Science, religion can coexist

Russ Graves

In response to John Patterson’s letter in the April 23 Daily, “Belief in creationism shows pathetic state of ISU education,” science and religion can coexist without a problem.

In fact, almost all of the “founding fathers” of science (Newton, Kepler, Faraday, Maxwell, Mendel and many others) were Christian and believed strongly in the creation.

Does this make their work invalid? Science explains how things work, not why they work.

Take gravity – we know how to describe it, what its properties are, how it acts on objects, but the “why” of gravity is still a grey area.

Science covers repeatable, observable events. The decay of a subatomic particle can be repeated and observed. The free-fall accelerations of objects can be repeated and observed.

There is no problem here.

The problem comes when one begins to consider macro-evolution science.

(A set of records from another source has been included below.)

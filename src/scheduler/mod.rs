pub mod fifo;
pub mod multilevel;
pub mod priq;
pub mod round_robin;
pub mod sjf;

use std::fmt;
use std::num::NonZeroU64;

use crate::core::{ConfigError, Process, SchedEvent, ScheduleResult, ScheduledProcess, Ticks};
pub use fifo::FifoScheduler;
pub use multilevel::{MultilevelResult, MultilevelScheduler, QueueReport};
pub use priq::PriqScheduler;
pub use round_robin::RoundRobinScheduler;
pub use sjf::SjfScheduler;

/// An ordering strategy over a batch of processes.
///
/// Implementations never mutate the batch; policies that reorder work on a copy.
pub trait Scheduler {
    fn policy(&self) -> Policy;

    fn schedule(&self, processes: &[Process]) -> ScheduleResult;
}

/// The closed set of single-queue policies.
#[derive(Debug, Clone, Copy, PartialEq, Eq)]
pub enum Policy {
    Fcfs,
    Sjf,
    Priority,
    RoundRobin { quantum: NonZeroU64 },
}

impl Policy {
    pub fn round_robin(quantum: Ticks) -> Result<Self, ConfigError> {
        let quantum = NonZeroU64::new(quantum).ok_or(ConfigError::ZeroQuantum)?;
        Ok(Self::RoundRobin { quantum })
    }

    pub fn is_preemptive(&self) -> bool {
        matches!(self, Self::RoundRobin { .. })
    }
}

impl Scheduler for Policy {
    fn policy(&self) -> Policy {
        *self
    }

    fn schedule(&self, processes: &[Process]) -> ScheduleResult {
        match *self {
            Self::Fcfs => FifoScheduler.schedule(processes),
            Self::Sjf => SjfScheduler.schedule(processes),
            Self::Priority => PriqScheduler.schedule(processes),
            Self::RoundRobin { quantum } => RoundRobinScheduler::new(quantum).schedule(processes),
        }
    }
}

impl fmt::Display for Policy {
    fn fmt(&self, f: &mut fmt::Formatter<'_>) -> fmt::Result {
        match self {
            Self::Fcfs => write!(f, "First Come First Served (FCFS)"),
            Self::Sjf => write!(f, "Shortest Job First (SJF)"),
            Self::Priority => write!(f, "Priority"),
            Self::RoundRobin { quantum } => write!(f, "Round Robin (Quantum = {quantum})"),
        }
    }
}

// Non-preemptive execution: each process waits for the bursts of everything
// ahead of it in `ordered`.
fn run_to_completion(policy: Policy, ordered: Vec<Process>) -> ScheduleResult {
    let mut entries = Vec::with_capacity(ordered.len());
    let mut events = Vec::with_capacity(ordered.len() * 2);
    let mut now: Ticks = 0;

    for process in ordered {
        events.push(SchedEvent::Dispatched {
            pid: process.id(),
            at: now,
            ran: process.burst_time(),
        });
        entries.push(ScheduledProcess::new(process, now));
        now += process.burst_time();
        events.push(SchedEvent::Completed {
            pid: process.id(),
            at: now,
        });
    }

    log::debug!("{policy}: {} processes done at t={now}", entries.len());
    ScheduleResult::new(policy, entries, events)
}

Macro-evolution is not repeatable.

Microevolution happens and has been observed many times in many species, but macro-evolution has not.

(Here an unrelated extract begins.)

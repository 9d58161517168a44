pub mod driver;
pub mod job;

pub use driver::Sim;
pub use job::generate_processes;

Physics, chemistry, biology – all these are sciences. They deal in the realm of the physical, the observable and the repeatable.

Evolution does not fit the definition of science but is a belief, just as creationism is.

Personally, I believe in the existence of God and that he created the world. I’m also an engineer.

Perpetual motion breaks the laws of physics, and I don’t foresee it ever happening.

I find life beginning from inorganic material to be similarly unlikely.

Before you attempt to deny the existence of a supernatural being, make sure that you at least are making valid comparisons, not confusing the belief in evolution with true science.